DO NOT observe all agent work. This explodes your context window.

## Example Workflow

```

User: "Migrate codebase to new SDK"

You:

1. Create scout agents (parallel search)
2. Command scouts to find SDK usage
3. SLEEP (check status every 15s)
4. Wake when scouts complete
5. Create planner agent
6. Command planner with scout results
7. SLEEP (check status every 15s)
8. Wake when planner completes
9. Create builder agent
10. Command builder with plan
11. SLEEP (check status every 15s)
12. Wake when builder completes
13. Summarize results for user
14. Delete all agents

```bash

## Key Principles

- **One agent, one task** - Don't overload agents
- **Sleep between phases** - Protect your context
- **Delete when done** - Treat agents as temporary
- **Detailed commands** - Don't assume agents know context
- **Results-oriented** - Every agent must produce concrete output
```

### Orchestrator Tools (SDK)

```python
# create_agent tool
@mcptool(
    name="create_agent",
    description="Create a new specialized agent"
)
def create_agent(params: dict) -> dict:
    name = params["name"]
    task = params["task"]
    model = params.get("model", "sonnet")

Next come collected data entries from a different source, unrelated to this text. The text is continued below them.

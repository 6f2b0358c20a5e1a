//! Step-tree flattening and turn counting.

use crate::models::{Instruction, Step};

/// Flatten a forest of steps into its leaf instructions, depth-first and
/// left to right. Internal nodes are discarded.
///
/// Uses an explicit work stack so arbitrarily deep nesting cannot overflow
/// the host call stack.
pub fn flatten_steps(steps: &[Step]) -> Vec<&Instruction> {
    let mut leaves = Vec::new();
    let mut stack: Vec<&Step> = steps.iter().rev().collect();

    while let Some(step) = stack.pop() {
        match step {
            Step::Leaf(instruction) => leaves.push(instruction),
            Step::Group(children) => stack.extend(children.iter().rev()),
        }
    }

    leaves
}

/// Count instructions that mention a turn, as a proxy for route complexity.
pub fn count_turns(leaves: &[&Instruction]) -> usize {
    leaves
        .iter()
        .filter(|instruction| instruction.text.to_lowercase().contains("turn"))
        .count()
}

#[cfg(test)]
mod tests {
    use super::*;

    fn leaf(text: &str) -> Step {
        Step::Leaf(Instruction {
            text: text.to_string(),
            distance_m: 0.0,
            duration_s: 0.0,
            start: None,
            end: None,
        })
    }

    #[test]
    fn flat_list_passes_through_in_order() {
        let steps = vec![leaf("a"), leaf("b"), leaf("c")];
        let leaves = flatten_steps(&steps);
        let texts: Vec<&str> = leaves.iter().map(|i| i.text.as_str()).collect();
        assert_eq!(texts, vec!["a", "b", "c"]);
    }

    #[test]
    fn nested_groups_flatten_preorder() {
        let steps = vec![
            leaf("a"),
            Step::Group(vec![leaf("b"), Step::Group(vec![leaf("c"), leaf("d")]), leaf("e")]),
            leaf("f"),
        ];
        let leaves = flatten_steps(&steps);
        let texts: Vec<&str> = leaves.iter().map(|i| i.text.as_str()).collect();
        assert_eq!(texts, vec!["a", "b", "c", "d", "e", "f"]);
    }

    #[test]
    fn deep_nesting_does_not_overflow() {
        let mut step = leaf("bottom");
        for _ in 0..1_000 {
            step = Step::Group(vec![step]);
        }
        let steps = vec![step];
        let leaves = flatten_steps(&steps);
        assert_eq!(leaves.len(), 1);
        assert_eq!(leaves[0].text, "bottom");
    }

    #[test]
    fn empty_groups_contribute_nothing() {
        let steps = vec![Step::Group(Vec::new()), leaf("a"), Step::Group(Vec::new())];
        assert_eq!(flatten_steps(&steps).len(), 1);
    }

    #[test]
    fn turn_counting_is_case_insensitive() {
        let steps = vec![
            leaf("Turn left onto Queen's Road"),
            leaf("Continue straight"),
            leaf("Make a sharp TURN right"),
            leaf("Arrive at destination"),
        ];
        let leaves = flatten_steps(&steps);
        assert_eq!(count_turns(&leaves), 2);
    }
}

    agent_id = agent_manager.create(
        name=name,
        system_prompt=task,
        model=model
    )

    return {
        "agent_id": agent_id,
        "status": "created",
        "message": f"Agent {name} created"
    }

# command_agent tool
@mcptool(
    name="command_agent",
    description="Send task to existing agent"
)
def command_agent(params: dict) -> dict:
    agent_id = params["agent_id"]
    task = params["task"]

    result = agent_manager.prompt(agent_id, task)

    return {
        "agent_id": agent_id,
        "status": "commanded",
        "message": f"Agent received task"
    }
```

## Trade-offs

### Benefits

- ✅ Scales beyond single agent limits
- ✅ Parallel execution (3x-10x speedup)
- ✅ Context window protection
- ✅ Specialized agent focus
- ✅ Quality gates between phases
- ✅ Autonomous out-of-loop work

### Costs

- ❌ Upfront investment to build
- ❌ Infrastructure complexity (database, WebSocket)
- ❌ More moving parts to manage
- ❌ Requires observability
- ❌ Orchestrator agent needs careful prompting
- ❌ Not worth it for simple tasks

## Key Quotes

> "The orchestrator agent is the first pattern where I felt the perfect combination of observability, customizability, and agents at scale."
>
> "Treat your agents as deletable temporary resources that serve a single purpose."
>
> "Our orchestrator has stopped doing work. Its orchestration tasks are completed. Now, our agents are doing the work."
>
> "200k context window is plenty. You're just stuffing a single agent with too much work."

## Source Attribution

**Primary source:** One Agent to Rule Them All (orchestrator architecture, three pillars, sleep pattern, CRUD)

**Supporting sources:**

- Claude 2.0 (scout-plan-build workflow, composable prompts)
- Custom Agents (plan-build-review-ship task board)
- Sub-Agents (information flow, delegation patterns)

## Related Documentation

- [Hooks for Observability](hooks-observability.md) - Required for orchestration
- [Context Window Protection](context-window-protection.md) - Why orchestration matters
- [Multi-Agent Case Studies](../examples/multi-agent-case-studies.md) - Real orchestration systems

---

**Remember:** Orchestration is Level 5. Master Levels 1-4 first. Then build your fleet.